We could also note a few more things here. The UK company itself made a loss and that loss was because they made substantial grants of restricted stock units to the employees. And under the UK system those RSU grants are taxed as income, in full, at the moment of their being granted. Which will mean, given those average wages, at 45% or so. And we should all be able to realise that a 45% tax rate is rather higher than the 24% corporation tax rate. The total tax rate on the series of transactions is thus very much higher than if Facebook has kept its employees as paupers and just kept the profits for themselves. Further, those complaining about the tax bill tend to be those from the left side of the political aisle: which is also where we find those who insist that workers should be earning the full amount of their value to the company which is what seems to be happening here.

October 22, 2014

What would Milton Friedman do?

Filed under: Economics, Environment, Politics, Science — Tags: , , — Nicholas @ 07:20

David Friedman, who we can safely assume has a better sense of the late Milton Friedman’s thoughts and beliefs than most people, disagrees with a recent Forbes article asking WWMFD:

A recent Forbes article is headlined “What Would Milton Friedman Do About Climate Change? Tax Carbon.” It reports on a forum at the University of Chicago at which several economists, including Michael Greenstone, described as the “Milton Friedman Professor of Economics at the University of Chicago,” argued that Friedman would have supported a carbon tax. The evidence for that claim was a 1979 clip from the Phil Donahue show where Milton Friedman argued that if the government is going to do something about emissions, they should use an effluent tax rather than direct regulation. He does not actually say that government should do something about emissions, only that there is a case for doing so and, if it is done, the best way to do it is by a tax on emissions.

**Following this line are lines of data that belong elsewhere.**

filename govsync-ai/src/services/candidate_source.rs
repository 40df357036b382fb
//! Candidate file loading
//!
//! The browser-automation collector hands over the decisions it observed as
//! a JSON file: either one array or one object per line (JSON-lines). Raw
//! fields are normalized and dates converted here, before anything reaches
//! the sync engine. A malformed entry is logged and skipped; it never
//! aborts the load.

use crate::normalize::{normalize_block, normalize_text, parse_date};
use crate::types::{CandidateItem, DecisionKey};
use govsync_common::config::ValidationConfig;
use govsync_common::{Error, Result};
use serde::Deserialize;
use std::path::Path;
use tracing::{info, warn};

/// Candidate as written by the collector
#[derive(Debug, Clone, Deserialize)]
pub struct RawCandidate {
    #[serde(alias = "key")]
    pub decision_key: String,
    #[serde(alias = "date")]
    pub decision_date: String,
    #[serde(default)]
    pub title: String,
    #[serde(default, alias = "body")]
    pub content: String,
    #[serde(default)]
    pub committee: Option<String>,
    #[serde(default, alias = "source_url")]
    pub url: Option<String>,
}

impl RawCandidate {
    /// Normalize fields and parse identity and date
    ///
    /// Dates are read in the configured source format; ISO dates written by
    /// newer collectors (the storage format) are accepted as well.
    pub fn into_candidate(self, config: &ValidationConfig) -> Result<CandidateItem> {
        let key: DecisionKey = normalize_text(&self.decision_key).parse()?;
        let date = parse_date(&self.decision_date, &config.source_date_format)
            .or_else(|err| parse_date(&self.decision_date, &config.storage_date_format).map_err(|_| err))?;

        let title = normalize_text(&self.title);
        if title.is_empty() {
            return Err(Error::InvalidInput(format!("Decision {} has no title", key)));
        }

        Ok(CandidateItem {
            key,
            date,
            title,
            body: normalize_block(&self.content),
            committee: self.committee.map(|c| normalize_text(&c)).filter(|c| !c.is_empty()),
            url: self.url.map(|u| normalize_text(&u)).filter(|u| !u.is_empty()),
        })
    }
}

/// Load candidates from a JSON array or JSON-lines file
pub fn load_candidates(path: &Path, config: &ValidationConfig) -> Result<Vec<CandidateItem>> {
    let content = std::fs::read_to_string(path)?;
    let candidates = parse_candidates(&content, config)?;
    info!(
        path = %path.display(),
        candidates = candidates.len(),
        "Candidates loaded"
    );
    Ok(candidates)
}

/// Parse candidate file content; only an unreadable top-level array is an error
pub fn parse_candidates(content: &str, config: &ValidationConfig) -> Result<Vec<CandidateItem>> {
    let trimmed = content.trim_start_matches('\u{FEFF}').trim();
    if trimmed.is_empty() {
        return Ok(Vec::new());
    }

    let entries: Vec<(usize, std::result::Result<RawCandidate, String>)> = if trimmed.starts_with('[') {
        let values: Vec<serde_json::Value> = serde_json::from_str(trimmed)
            .map_err(|e| Error::InvalidInput(format!("Candidate array is not valid JSON: {}", e)))?;
        values
            .into_iter()
            .enumerate()
            .map(|(index, value)| {
                (index + 1, serde_json::from_value(value).map_err(|e| e.to_string()))
            })
            .collect()
    } else {
        trimmed
            .lines()
            .enumerate()
            .filter(|(_, line)| !line.trim().is_empty())
            .map(|(index, line)| {
                (index + 1, serde_json::from_str(line.trim()).map_err(|e| e.to_string()))
            })
            .collect()
    };

    let mut candidates = Vec::with_capacity(entries.len());
    for (position, entry) in entries {
        let converted = entry
            .map_err(Error::InvalidInput)
            .and_then(|raw| raw.into_candidate(config));
        match converted {
            Ok(candidate) => candidates.push(candidate),
            Err(e) => warn!(position, error = %e, "Skipping malformed candidate"),
        }
    }
    Ok(candidates)
}

#[cfg(test)]
mod tests {
    use super::*;
    use chrono::NaiveDate;
    use std::io::Write;

    fn config() -> ValidationConfig {
        ValidationConfig::default()
    }

    #[test]
    fn test_parse_json_array() {
        let content = r#"[
            {"decision_key": "37_1234", "decision_date": "05.03.2024",
             "title": "  החלטה\u200f ", "content": "שורה  א\n\nשורה ב", "committee": ""},
            {"decision_key": "37_1235א", "decision_date": "2024-03-06", "title": "אחרת"}
        ]"#;
        let candidates = parse_candidates(content, &config()).unwrap();
        assert_eq!(candidates.len(), 2);
        assert_eq!(candidates[0].key, DecisionKey::new(37, 1234));
        assert_eq!(candidates[0].date, NaiveDate::from_ymd_opt(2024, 3, 5).unwrap());
        assert_eq!(candidates[0].title, "החלטה");
        assert_eq!(candidates[0].body, "שורה א\nשורה ב");
        assert_eq!(candidates[0].committee, None);
        assert_eq!(candidates[1].key.suffix, Some('א'));
    }

    #[test]
    fn test_parse_json_lines_skips_bad_lines() {
        let content = concat!(
            "{\"decision_key\": \"37_1\", \"decision_date\": \"01.01.2024\", \"title\": \"א\"}\n",
            "not json at all\n",
            "\n",
            "{\"decision_key\": \"bogus\", \"decision_date\": \"01.01.2024\", \"title\": \"ב\"}\n",
            "{\"decision_key\": \"37_2\", \"decision_date\": \"31/01/2024\", \"title\": \"ג\"}\n",
            "{\"decision_key\": \"37_3\", \"decision_date\": \"02.01.2024\", \"title\": \"ד\"}\n",
        );
        let candidates = parse_candidates(content, &config()).unwrap();
        let keys: Vec<String> = candidates.iter().map(|c| c.key.to_string()).collect();
        assert_eq!(keys, vec!["37_1", "37_3"]);
    }

    #[test]
    fn test_broken_array_is_error() {
        assert!(parse_candidates("[{\"decision_key\": ", &config()).is_err());
    }

    #[test]
    fn test_empty_file_is_empty() {
        assert!(parse_candidates("  \n", &config()).unwrap().is_empty());
    }

    #[test]
    fn test_load_from_file() {
        let dir = tempfile::tempdir().unwrap();
        let path = dir.path().join("candidates.jsonl");
        let mut file = std::fs::File::create(&path).unwrap();
        writeln!(
            file,
            "{{\"key\": \"36_10\", \"date\": \"10.10.2022\", \"title\": \"t\", \"body\": \"b\"}}"
        )
        .unwrap();
        let candidates = load_candidates(&path, &config()).unwrap();
        assert_eq!(candidates.len(), 1);
        assert_eq!(candidates[0].body, "b");
    }
}
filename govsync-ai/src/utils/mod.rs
//! Utility modules for govsync-ai

pub mod backoff;
pub mod db_retry;

pub use backoff::{Clock, RetryPolicy, RetryState, TokioClock};
pub use db_retry::retry_transient;
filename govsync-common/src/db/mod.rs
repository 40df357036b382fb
//! Database initialization and schema

pub mod init;

pub use init::*;
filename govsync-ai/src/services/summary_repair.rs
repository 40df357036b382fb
//! Summary repair
//!
//! Two fixups for AI-written summaries:
//! - Truncation repair: a summary that stops mid-sentence is cut back to its
//!   last sentence boundary (or last whole word) and marked with the
//!   truncation marker.
//! - Identity restatement: a leading "החלטה מספר 1234: ..." that merely
//!   repeats the decision's own number is removed.

use crate::types::DecisionKey;
use govsync_common::config::PostProcessingConfig;
use govsync_common::{Error, Result};
use regex::Regex;

/// Characters that close a sentence
const SENTENCE_END: &[char] = &['.', '!', '?', '…'];

/// Truncation repair settings
#[derive(Debug, Clone)]
pub struct TruncationRepair {
    marker: String,
    min_chars: usize,
    tail_window: usize,
}

impl TruncationRepair {
    pub fn new(config: &PostProcessingConfig) -> Self {
        Self {
            marker: config.truncation_marker.clone(),
            min_chars: config.truncation_min_chars,
            tail_window: config.truncation_tail_window.max(1),
        }
    }

    pub fn marker(&self) -> &str {
        &self.marker
    }

    /// True when `summary` looks cut off mid-sentence
    pub fn is_truncated(&self, summary: &str) -> bool {
        let summary = summary.trim_end();
        if summary.ends_with(self.marker.as_str()) {
            return false;
        }
        if summary.chars().count() < self.min_chars {
            return false;
        }
        !summary
            .chars()
            .rev()
            .take(self.tail_window)
            .any(|c| SENTENCE_END.contains(&c))
    }

    /// Repaired summary, or `None` when it is already complete
    pub fn repair(&self, summary: &str) -> Option<String> {
        if !self.is_truncated(summary) {
            return None;
        }
        let summary = summary.trim_end();

        let kept = match summary.rfind(SENTENCE_END) {
            Some(index) => {
                let boundary = index + summary[index..].chars().next().map_or(1, char::len_utf8);
                &summary[..boundary]
            }
            None => last_whole_words(summary),
        };

        Some(format!("{} {}", kept.trim_end(), self.marker))
    }
}

/// Drop the trailing (possibly partial) word and dangling separators
fn last_whole_words(text: &str) -> &str {
    match text.rfind(char::is_whitespace) {
        Some(index) => text[..index].trim_end_matches(|c: char| {
            c.is_whitespace() || matches!(c, ',' | ';' | ':' | '-' | '–')
        }),
        None => text,
    }
}

/// Strips a leading restatement of the decision's own number
#[derive(Debug, Clone)]
pub struct IdentityStripper {
    prefix: Regex,
}

impl IdentityStripper {
    pub fn new() -> Result<Self> {
        // "החלטה מספר", "החלטת הממשלה מס'", "בהחלטה מס." ...; the number is
        // matched separately so it can be compared against the key
        let prefix = Regex::new(
            r#"^\s*[בל]?החלט(?:ה|ת\s+(?:ה)?ממשלה)\s*(?:מספר|מס\s*['׳"]?\s*\.?)?\s*(\d+[\p{Hebrew}]?)\s*[:\-–,.]?\s*"#,
        )
        .map_err(|e| Error::Internal(format!("Identity prefix pattern: {}", e)))?;
        Ok(Self { prefix })
    }

    /// Byte length of the leading restatements of `key` in `summary`
    pub fn restatement_len(&self, summary: &str, key: &DecisionKey) -> usize {
        let number_label = key.number_label();
        let mut consumed = 0;

        while let Some(caps) = self.prefix.captures(&summary[consumed..]) {
            let Some(number) = caps.get(1) else { break };
            // A bare number restates this decision; a suffixed one must match exactly
            let same_decision =
                number.as_str() == number_label || number.as_str() == key.number.to_string();
            if !same_decision {
                break;
            }
            consumed += caps[0].len();
        }

        consumed
    }

    /// Remove every leading restatement of `key`
    ///
    /// The summary is kept as-is when nothing but punctuation or a marker
    /// would remain.
    pub fn strip(&self, summary: &str, key: &DecisionKey) -> String {
        let summary = summary.trim();
        let rest = summary[self.restatement_len(summary, key)..].trim_start();
        if rest.chars().any(char::is_alphanumeric) {
            rest.to_string()
        } else {
            summary.to_string()
        }
    }
}

#[cfg(test)]
mod tests {
    use super::*;

    fn repair() -> TruncationRepair {
        TruncationRepair::new(&PostProcessingConfig {
            truncation_marker: "[...]".to_string(),
            truncation_min_chars: 20,
            truncation_tail_window: 2,
        })
    }

    #[test]
    fn test_truncated_summary_trimmed_to_last_sentence() {
        let summary = "הממשלה מחליטה להקצות תקציב לשיקום הצפון. הממשלה מאשרת את התכנית ומבקשת מוועדת הכ";
        let repaired = repair().repair(summary).unwrap();
        assert_eq!(repaired, "הממשלה מחליטה להקצות תקציב לשיקום הצפון. [...]");
    }

    #[test]
    fn test_truncated_without_boundary_trimmed_to_whole_word() {
        let summary = "הממשלה מחליטה להקצות תקציב לשיקום, הצפון ומבק";
        let repaired = repair().repair(summary).unwrap();
        assert_eq!(repaired, "הממשלה מחליטה להקצות תקציב לשיקום, הצפון [...]");
    }

    #[test]
    fn test_complete_summary_untouched() {
        let r = repair();
        assert_eq!(r.repair("הממשלה מחליטה להקצות תקציב לשיקום הצפון."), None);
        // Closing quote after the period still falls inside the tail window
        assert_eq!(r.repair("הממשלה מחליטה לאמץ את המלצות \"ועדת טרכטנברג.\""), None);
    }

    #[test]
    fn test_short_summary_untouched() {
        assert_eq!(repair().repair("תקציר קצר"), None);
    }

    #[test]
    fn test_marker_counts_as_complete() {
        let r = repair();
        let once = r.repair("הממשלה מחליטה להקצות תקציב. ומבקשת מוועדת הכ").unwrap();
        assert_eq!(r.repair(&once), None);
    }

    #[test]
    fn test_strip_identity_restatement() {
        let stripper = IdentityStripper::new().unwrap();
        let key = DecisionKey::new(37, 1234);
        assert_eq!(
            stripper.strip("החלטה מספר 1234: הממשלה מחליטה להקים רשות", &key),
            "הממשלה מחליטה להקים רשות"
        );
        assert_eq!(
            stripper.strip("החלטת הממשלה מס' 1234 - החלטה מספר 1234: לאשר", &key),
            "לאשר"
        );
    }

    #[test]
    fn test_strip_keeps_other_decision_numbers() {
        let stripper = IdentityStripper::new().unwrap();
        let key = DecisionKey::new(37, 1234);
        let summary = "החלטה מספר 999 בוטלה והוחלפה";
        assert_eq!(stripper.strip(summary, &key), summary);
        // 12345 is not 1234
        let summary = "החלטה מספר 12345: לאשר";
        assert_eq!(stripper.strip(summary, &key), summary);
    }

    #[test]
    fn test_strip_never_empties_summary() {
        let stripper = IdentityStripper::new().unwrap();
        let key = DecisionKey::new(37, 1234);
        assert_eq!(stripper.strip("החלטה מספר 1234", &key), "החלטה מספר 1234");
    }

    #[test]
    fn test_strip_keeps_restatement_followed_only_by_marker() {
        let stripper = IdentityStripper::new().unwrap();
        let key = DecisionKey::new(37, 1234);
        assert_eq!(stripper.strip("החלטה מספר 1234. [...]", &key), "החלטה מספר 1234. [...]");
    }

    #[test]
    fn test_restatement_len_covers_repeated_prefixes() {
        let stripper = IdentityStripper::new().unwrap();
        let key = DecisionKey::new(37, 1234);
        let summary = "החלטה מספר 1234. החלטת הממשלה מס' 1234: לאשר";
        let len = stripper.restatement_len(summary, &key);
        assert_eq!(&summary[len..], "לאשר");
        assert_eq!(stripper.restatement_len("לאשר את התכנית", &key), 0);
    }

    #[test]
    fn test_strip_suffixed_key() {
        let stripper = IdentityStripper::new().unwrap();
        let key = DecisionKey::new(37, 1234).with_suffix('א');
        assert_eq!(stripper.strip("החלטה מספר 1234א: לאשר", &key), "לאשר");
    }
}
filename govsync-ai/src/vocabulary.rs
//! Closed label vocabularies
//!
//! A [`VocabularyStore`] is built once at startup from a TOML definition file
//! and shared read-only (`Arc`) by every worker. Any problem with the
//! definition is a fatal `Error::Config`; nothing here is reloaded during a
//! run.
//!
//! # File format
//! ```toml
//! [vocabularies.government_bodies]
//! version = "2024.2"
//! labels = ["משרד הבריאות", "ועדת השרים לענייני חקיקה"]
//!
//! [vocabularies.government_bodies.aliases]
//! "משרד הבריאות והרווחה" = "משרד הבריאות"
//!
//! [vocabularies.policy_areas.exclusions]
//! "חינוך" = ["הכשרה מקצועית"]
//!
//! [vocabularies.policy_areas.thresholds]
//! "ביטחון" = 0.8
//!
//! [post_processing.denylist]
//! locations = ["ישראל"]
//!
//! [post_processing.committee_aliases]
//! "ועדת שרים לחקיקה" = "ועדת השרים לענייני חקיקה"
//! ```

use crate::normalize::{fold_for_match, normalize_text, token_set};
use crate::types::LabelField;
use govsync_common::{Error, Result};
use serde::Deserialize;
use std::collections::{BTreeMap, HashMap, HashSet};
use std::path::Path;
use tracing::info;

/// Raw vocabulary file as deserialized from TOML
#[derive(Debug, Clone, Default, Deserialize)]
pub struct VocabularyFile {
    #[serde(default)]
    pub vocabularies: BTreeMap<String, VocabularyDefinition>,
    #[serde(default)]
    pub post_processing: FixupDefinition,
}

/// One named vocabulary definition
#[derive(Debug, Clone, Default, Deserialize)]
pub struct VocabularyDefinition {
    #[serde(default)]
    pub version: Option<String>,
    #[serde(default)]
    pub labels: Vec<String>,
    /// Non-canonical surface form → canonical label
    #[serde(default)]
    pub aliases: BTreeMap<String, String>,
    /// Canonical label → phrases that alone must not trigger it
    #[serde(default)]
    pub exclusions: BTreeMap<String, Vec<String>>,
    /// Canonical label → stricter similarity threshold
    #[serde(default)]
    pub thresholds: BTreeMap<String, f64>,
}

/// Structural fixup tables, independent of the label vocabularies
#[derive(Debug, Clone, Default, Deserialize)]
pub struct FixupDefinition {
    /// Label field name → generic labels dropped from that set even when authorized
    #[serde(default)]
    pub denylist: BTreeMap<String, Vec<String>>,
    /// Committee name variant → canonical committee name
    #[serde(default)]
    pub committee_aliases: BTreeMap<String, String>,
}

// ============================================================================
// Vocabulary
// ============================================================================

/// Immutable set of authorized labels with alias, exclusion and threshold tables
#[derive(Debug, Clone)]
pub struct Vocabulary {
    name: String,
    version: String,
    labels: Vec<String>,
    tokens: Vec<HashSet<String>>,
    by_key: HashMap<String, usize>,
    aliases: HashMap<String, usize>,
    alias_forms: HashMap<usize, Vec<String>>,
    exclusions: HashMap<usize, Vec<String>>,
    thresholds: HashMap<usize, f64>,
    default_threshold: f64,
}

impl Vocabulary {
    /// Build a vocabulary from its definition
    ///
    /// Fails when the definition is empty, holds duplicate labels, or its
    /// alias/exclusion/threshold tables reference labels it does not authorize.
    pub fn from_definition(
        name: &str,
        definition: &VocabularyDefinition,
        default_threshold: f64,
    ) -> Result<Self> {
        let config_err = |msg: String| Error::Config(format!("Vocabulary '{}': {}", name, msg));

        if definition.labels.is_empty() {
            return Err(config_err("no labels defined".to_string()));
        }

        let mut labels = Vec::with_capacity(definition.labels.len());
        let mut tokens = Vec::with_capacity(definition.labels.len());
        let mut by_key = HashMap::new();

        for raw in &definition.labels {
            let label = normalize_text(raw);
            if label.is_empty() {
                return Err(config_err("blank label".to_string()));
            }
            let key = fold_for_match(&label);
            if by_key.insert(key, labels.len()).is_some() {
                return Err(config_err(format!("duplicate label '{}'", label)));
            }
            tokens.push(token_set(&label));
            labels.push(label);
        }

        let lookup = |label: &str| by_key.get(&fold_for_match(label)).copied();

        let mut aliases = HashMap::new();
        let mut alias_forms: HashMap<usize, Vec<String>> = HashMap::new();
        for (alias, target) in &definition.aliases {
            let index = lookup(target).ok_or_else(|| {
                config_err(format!("alias '{}' targets unknown label '{}'", alias, target))
            })?;
            let alias_key = fold_for_match(alias);
            if alias_key.is_empty() {
                return Err(config_err(format!("blank alias for '{}'", target)));
            }
            if let Some(&existing) = by_key.get(&alias_key) {
                if existing != index {
                    return Err(config_err(format!(
                        "alias '{}' shadows authorized label '{}'",
                        alias, labels[existing]
                    )));
                }
                continue;
            }
            aliases.insert(alias_key.clone(), index);
            alias_forms.entry(index).or_default().push(alias_key);
        }

        let mut exclusions = HashMap::new();
        for (label, patterns) in &definition.exclusions {
            let index = lookup(label).ok_or_else(|| {
                config_err(format!("exclusion references unknown label '{}'", label))
            })?;
            let folded: Vec<String> = patterns.iter().map(|p| fold_for_match(p)).collect();
            if folded.iter().any(|p| p.is_empty()) {
                return Err(config_err(format!("blank exclusion pattern for '{}'", label)));
            }
            exclusions.insert(index, folded);
        }

        let mut thresholds = HashMap::new();
        for (label, &threshold) in &definition.thresholds {
            let index = lookup(label).ok_or_else(|| {
                config_err(format!("threshold references unknown label '{}'", label))
            })?;
            if !(default_threshold..=1.0).contains(&threshold) {
                return Err(config_err(format!(
                    "threshold {} for '{}' must lie in [{}, 1.0]",
                    threshold, label, default_threshold
                )));
            }
            thresholds.insert(index, threshold);
        }

        Ok(Self {
            name: name.to_string(),
            version: definition
                .version
                .clone()
                .unwrap_or_else(|| "unversioned".to_string()),
            labels,
            tokens,
            by_key,
            aliases,
            alias_forms,
            exclusions,
            thresholds,
            default_threshold,
        })
    }

    pub fn name(&self) -> &str {
        &self.name
    }

    pub fn version(&self) -> &str {
        &self.version
    }

    /// Canonical labels in definition order
    pub fn labels(&self) -> &[String] {
        &self.labels
    }

    pub fn len(&self) -> usize {
        self.labels.len()
    }

    pub fn is_empty(&self) -> bool {
        self.labels.is_empty()
    }

    /// True when `label` is itself an authorized (canonical) label
    pub fn is_authorized(&self, label: &str) -> bool {
        self.by_key.contains_key(&fold_for_match(label))
    }

    /// Canonical form of `label`, via direct match or the alias map
    pub fn canonicalize(&self, label: &str) -> Option<&str> {
        self.index_of(label).map(|index| self.labels[index].as_str())
    }

    /// Acceptance threshold for a canonical label
    pub fn threshold_for(&self, label: &str) -> f64 {
        self.index_of(label)
            .and_then(|index| self.thresholds.get(&index).copied())
            .unwrap_or(self.default_threshold)
    }

    /// Folded exclusion patterns attached to a canonical label
    pub fn exclusions_for(&self, label: &str) -> &[String] {
        self.index_of(label)
            .and_then(|index| self.exclusions.get(&index))
            .map(Vec::as_slice)
            .unwrap_or(&[])
    }

    /// Folded surface forms (label and aliases) that count as evidence for a label
    pub fn surface_forms(&self, label: &str) -> Vec<String> {
        let Some(index) = self.index_of(label) else {
            return Vec::new();
        };
        std::iter::once(fold_for_match(&self.labels[index]))
            .chain(self.alias_forms.get(&index).into_iter().flatten().cloned())
            .collect()
    }

    /// Canonical labels with their precomputed token sets
    pub fn entries(&self) -> impl Iterator<Item = (&str, &HashSet<String>)> {
        self.labels
            .iter()
            .map(String::as_str)
            .zip(self.tokens.iter())
    }

    fn index_of(&self, label: &str) -> Option<usize> {
        let key = fold_for_match(label);
        self.by_key
            .get(&key)
            .or_else(|| self.aliases.get(&key))
            .copied()
    }
}

// ============================================================================
// Fixup tables
// ============================================================================

/// Denylist and committee remapping tables
#[derive(Debug, Clone, Default)]
pub struct FixupTables {
    denylist: HashMap<LabelField, HashSet<String>>,
    committee_aliases: HashMap<String, String>,
}

impl FixupTables {
    pub fn from_definition(definition: &FixupDefinition) -> Result<Self> {
        let mut denylist = HashMap::new();
        for (name, labels) in &definition.denylist {
            let field = LabelField::ALL
                .into_iter()
                .find(|field| field.as_str() == name)
                .ok_or_else(|| {
                    Error::Config(format!("Denylist names unknown label field '{}'", name))
                })?;
            let folded: HashSet<String> = labels.iter().map(|l| fold_for_match(l)).collect();
            denylist.insert(field, folded);
        }

        let mut committee_aliases = HashMap::new();
        for (variant, canonical) in &definition.committee_aliases {
            let canonical = normalize_text(canonical);
            if canonical.is_empty() {
                return Err(Error::Config(format!(
                    "Committee alias '{}' maps to a blank name",
                    variant
                )));
            }
            committee_aliases.insert(fold_for_match(variant), canonical);
        }

        // A target that is itself remapped would make the fixup order-dependent
        for canonical in committee_aliases.values() {
            let key = fold_for_match(canonical);
            if let Some(next) = committee_aliases.get(&key) {
                if fold_for_match(next) != key {
                    return Err(Error::Config(format!(
                        "Committee alias target '{}' is itself remapped to '{}'",
                        canonical, next
                    )));
                }
            }
        }

        Ok(Self {
            denylist,
            committee_aliases,
        })
    }

    /// True when `label` is a generic entry dropped from `field`
    pub fn is_denied(&self, field: LabelField, label: &str) -> bool {
        self.denylist
            .get(&field)
            .is_some_and(|set| set.contains(&fold_for_match(label)))
    }

    /// Canonical committee name for a known variant
    pub fn canonical_committee(&self, name: &str) -> Option<&str> {
        self.committee_aliases
            .get(&fold_for_match(name))
            .map(String::as_str)
    }
}

// ============================================================================
// Store
// ============================================================================

/// Process-wide, read-only vocabulary holder
#[derive(Debug, Clone)]
pub struct VocabularyStore {
    vocabularies: HashMap<LabelField, Vocabulary>,
    fixups: FixupTables,
}

impl VocabularyStore {
    /// Load and validate a vocabulary file from disk
    pub fn from_path(path: &Path, default_threshold: f64) -> Result<Self> {
        let content = std::fs::read_to_string(path).map_err(|e| {
            Error::Config(format!("Read vocabulary file {} failed: {}", path.display(), e))
        })?;
        let store = Self::from_toml_str(&content, default_threshold)?;
        info!(
            path = %path.display(),
            policy_areas = store.get(LabelField::PolicyAreas).len(),
            government_bodies = store.get(LabelField::GovernmentBodies).len(),
            locations = store.get(LabelField::Locations).len(),
            "Vocabularies loaded"
        );
        Ok(store)
    }

    /// Parse and validate a vocabulary file from TOML text
    pub fn from_toml_str(content: &str, default_threshold: f64) -> Result<Self> {
        let file: VocabularyFile = toml::from_str(content)
            .map_err(|e| Error::Config(format!("Parse vocabulary TOML failed: {}", e)))?;
        Self::from_file(&file, default_threshold)
    }

    /// Build the store; all three label vocabularies are required
    pub fn from_file(file: &VocabularyFile, default_threshold: f64) -> Result<Self> {
        let mut vocabularies = HashMap::new();
        for field in LabelField::ALL {
            vocabularies.insert(field, load_vocabulary(file, field.as_str(), default_threshold)?);
        }
        let fixups = FixupTables::from_definition(&file.post_processing)?;
        Ok(Self {
            vocabularies,
            fixups,
        })
    }

    /// Vocabulary for a label field
    pub fn get(&self, field: LabelField) -> &Vocabulary {
        // Construction guarantees every field is present
        &self.vocabularies[&field]
    }

    /// Vocabulary by name; `Error::Config` for unknown names
    pub fn load(&self, name: &str) -> Result<&Vocabulary> {
        LabelField::ALL
            .iter()
            .find(|field| field.as_str() == name)
            .map(|field| self.get(*field))
            .ok_or_else(|| Error::Config(format!("Unknown vocabulary '{}'", name)))
    }

    pub fn fixups(&self) -> &FixupTables {
        &self.fixups
    }
}

/// Load one named vocabulary from a parsed file
pub fn load_vocabulary(
    file: &VocabularyFile,
    name: &str,
    default_threshold: f64,
) -> Result<Vocabulary> {
    let definition = file
        .vocabularies
        .get(name)
        .ok_or_else(|| Error::Config(format!("Vocabulary '{}' is not defined", name)))?;
    Vocabulary::from_definition(name, definition, default_threshold)
}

To get from there to the conclusion that he would have favored a carbon tax requires at least one further step, a reason to think that he would have believed that global warming due to CO2 emissions produced net negative externalities large enough to justify doing something about them. The problem with that claim is that warming can be expected to produce both negative externalities such as sea level rise and hotter summers and positive ones such as longer growing seasons and milder winters. The effects will be spread out over a long and uncertain future, making their size difficult to estimate. My own conclusion, defended in past posts here (one example), is that the uncertainties are large enough so that one cannot sign the sum, cannot say whether the net effect will be positive or negative.

I do not know if my father would have agreed but I have at least a little evidence on the subject, more than offered in the Forbes article. The same issue arose in the earlier controversy over population. Just as it is now routinely assumed that warming is bad, it was then routinely assumed that population increase was bad. Forty years ago I wrote a piece on the subject for the Population Council in which I attempted to estimate the externalities associated with population. I concluded that they were too uncertain for me to tell whether the net effect was good or bad. My father read the piece and commented on it. If he had disagreed he would have said so, and he did not. It is possible that he would have felt differently in the case of climate change, but I can see no reason to expect it.